§ **Dataset entries**
^^^^

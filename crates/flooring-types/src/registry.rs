//! Registry trait for self-registering implementations.
//!
//! Pluggable backends (for now only order partition backends) expose the
//! name they are referenced by in configuration together with a factory
//! function that builds them from their TOML table.

/// Base trait for implementation registries.
///
/// Each backend module provides a `Registry` struct implementing this trait,
/// so that wiring code can collect `(NAME, factory)` pairs without knowing
/// about concrete types.
pub trait ImplementationRegistry {
	/// The name used in configuration files to reference this implementation,
	/// e.g. "file" for `[storage.implementations.file]`.
	const NAME: &'static str;

	/// The factory function type this implementation provides.
	type Factory;

	/// Get the factory function for this implementation.
	fn factory() -> Self::Factory;
}
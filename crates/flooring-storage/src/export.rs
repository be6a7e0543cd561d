//! Consolidated export of every order.
//!
//! The export is one text file holding all orders, grouped by date in
//! ascending order and by order number within each date. It uses the
//! partition line format with the order date prepended.

use crate::codec::{join_record, order_fields};
use crate::StorageError;
use chrono::NaiveDate;
use flooring_types::Order;
use std::collections::BTreeMap;
use std::fs;
use std::path::{Path, PathBuf};

/// Header line of the export file.
pub const EXPORT_HEADER: &str = "OrderDate,OrderNumber,CustomerName,State,TaxRate,ProductType,\
	Area,CostPerSquareFoot,LaborCostPerSquareFoot,MaterialCost,LaborCost,Tax,Total";

/// Outcome of a successful export.
#[derive(Debug, Clone, PartialEq, Eq)]
pub struct ExportSummary {
	/// File the export was written to.
	pub path: PathBuf,
	/// Number of order rows written.
	pub rows: usize,
}

/// Writes the consolidated export to a fixed location.
#[derive(Debug, Clone)]
pub struct ExportWriter {
	path: PathBuf,
}

impl ExportWriter {
	/// Creates a writer targeting `path`.
	pub fn new(path: impl Into<PathBuf>) -> Self {
		Self { path: path.into() }
	}

	/// Target file of this writer.
	pub fn path(&self) -> &Path {
		&self.path
	}

	/// Writes every order to the export file, replacing its contents.
	/// Parent directories are created as needed.
	pub fn export_all(&self, orders: &[Order]) -> Result<ExportSummary, StorageError> {
		let (contents, rows) = render_export(orders)?;

		if let Some(parent) = self.path.parent().filter(|p| !p.as_os_str().is_empty()) {
			fs::create_dir_all(parent).map_err(|e| {
				StorageError::Backend(format!(
					"Could not create export directory {}: {}",
					parent.display(),
					e
				))
			})?;
		}

		let temp_path = self.path.with_extension("tmp");
		fs::write(&temp_path, contents)
			.and_then(|_| fs::rename(&temp_path, &self.path))
			.map_err(|e| {
				StorageError::Backend(format!(
					"Failed to export data to {}: {}",
					self.path.display(),
					e
				))
			})?;

		tracing::info!(path = %self.path.display(), rows, "Exported orders");
		Ok(ExportSummary {
			path: self.path.clone(),
			rows,
		})
	}
}

/// Renders the export text and returns it with the number of rows.
///
/// Orders sharing a date and number collapse to the last one given.
pub fn render_export(orders: &[Order]) -> Result<(String, usize), StorageError> {
	let mut grouped: BTreeMap<NaiveDate, BTreeMap<u32, &Order>> = BTreeMap::new();
	for order in orders {
		grouped
			.entry(order.order_date)
			.or_default()
			.insert(order.order_number, order);
	}

	let mut out = String::from(EXPORT_HEADER);
	out.push('\n');
	let mut rows = 0;
	for (date, by_number) in &grouped {
		for order in by_number.values() {
			let mut fields = vec![date.to_string()];
			fields.extend(order_fields(order));
			out.push_str(&join_record(&fields)?);
			out.push('\n');
			rows += 1;
		}
	}
	Ok((out, rows))
}
use crate::{parse_decimal, ReferenceRecord};
use flooring_types::{normalize_state, Tax};

impl ReferenceRecord for Tax {
	const KIND: &'static str = "tax";

	fn normalize_key(raw: &str) -> String {
		normalize_state(raw)
	}

	fn key(&self) -> String {
		self.state_abbr.clone()
	}

	fn parse_fields(fields: &[&str]) -> Result<Self, String> {
		let [abbr, name, rate, ..] = fields else {
			return Err(format!("expected 3 fields, found {}", fields.len()));
		};
		if abbr.is_empty() {
			return Err("state abbreviation is empty".into());
		}
		Ok(Tax {
			state_abbr: normalize_state(abbr),
			state_name: name.to_string(),
			tax_rate: parse_decimal(rate, "tax rate")?,
		})
	}
}
//! # Favorites
//!
//! The set of audiobook ids a signed-in reader has hearted.
//!
//! Ids are kept in the order they were first favorited, which is the order
//! a "my favorites" list would show them in.

use serde::{Deserialize, Serialize};

use crate::error::{CoreError, CoreResult};
use crate::session::AuthGate;

#[derive(Debug, Clone, Default, PartialEq, Eq, Serialize, Deserialize)]
#[serde(from = "Vec<String>", into = "Vec<String>")]
pub struct Favorites {
    ids: Vec<String>,
}

impl Favorites {
    pub fn new() -> Self {
        Favorites::default()
    }

    /// Flips the favorite flag for `audiobook_id` and returns the new state.
    ///
    /// Logged-out callers get `AuthRequired` and the set is left alone.
    pub fn toggle(&mut self, gate: &impl AuthGate, audiobook_id: &str) -> CoreResult<bool> {
        if !gate.is_authenticated() {
            return Err(CoreError::auth_required("save favorites"));
        }

        if let Some(pos) = self.ids.iter().position(|id| id == audiobook_id) {
            self.ids.remove(pos);
            Ok(false)
        } else {
            self.ids.push(audiobook_id.to_string());
            Ok(true)
        }
    }

    pub fn contains(&self, audiobook_id: &str) -> bool {
        self.ids.iter().any(|id| id == audiobook_id)
    }

    pub fn ids(&self) -> &[String] {
        &self.ids
    }

    pub fn len(&self) -> usize {
        self.ids.len()
    }

    pub fn is_empty(&self) -> bool {
        self.ids.is_empty()
    }

    pub fn clear(&mut self) {
        self.ids.clear();
    }
}

impl From<Vec<String>> for Favorites {
    /// Drops repeated ids, keeping the first occurrence.
    fn from(raw: Vec<String>) -> Self {
        let mut ids: Vec<String> = Vec::with_capacity(raw.len());
        for id in raw {
            if !ids.contains(&id) {
                ids.push(id);
            }
        }
        Favorites { ids }
    }
}

impl From<Favorites> for Vec<String> {
    fn from(favorites: Favorites) -> Self {
        favorites.ids
    }
}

^^^^

§ **What the task requires**
In the records above, find the line with "let (contents, rows)"; write out exactly that line and each one after it, stopping after the line with "last one given.".

§ **Result of the task**
		let (contents, rows) = render_export(orders)?;

		if let Some(parent) = self.path.parent().filter(|p| !p.as_os_str().is_empty()) {
			fs::create_dir_all(parent).map_err(|e| {
				StorageError::Backend(format!(
					"Could not create export directory {}: {}",
					parent.display(),
					e
				))
			})?;
		}

		let temp_path = self.path.with_extension("tmp");
		fs::write(&temp_path, contents)
			.and_then(|_| fs::rename(&temp_path, &self.path))
			.map_err(|e| {
				StorageError::Backend(format!(
					"Failed to export data to {}: {}",
					self.path.display(),
					e
				))
			})?;

		tracing::info!(path = %self.path.display(), rows, "Exported orders");
		Ok(ExportSummary {
			path: self.path.clone(),
			rows,
		})
	}
}

/// Renders the export text and returns it with the number of rows.
///
/// Orders sharing a date and number collapse to the last one given.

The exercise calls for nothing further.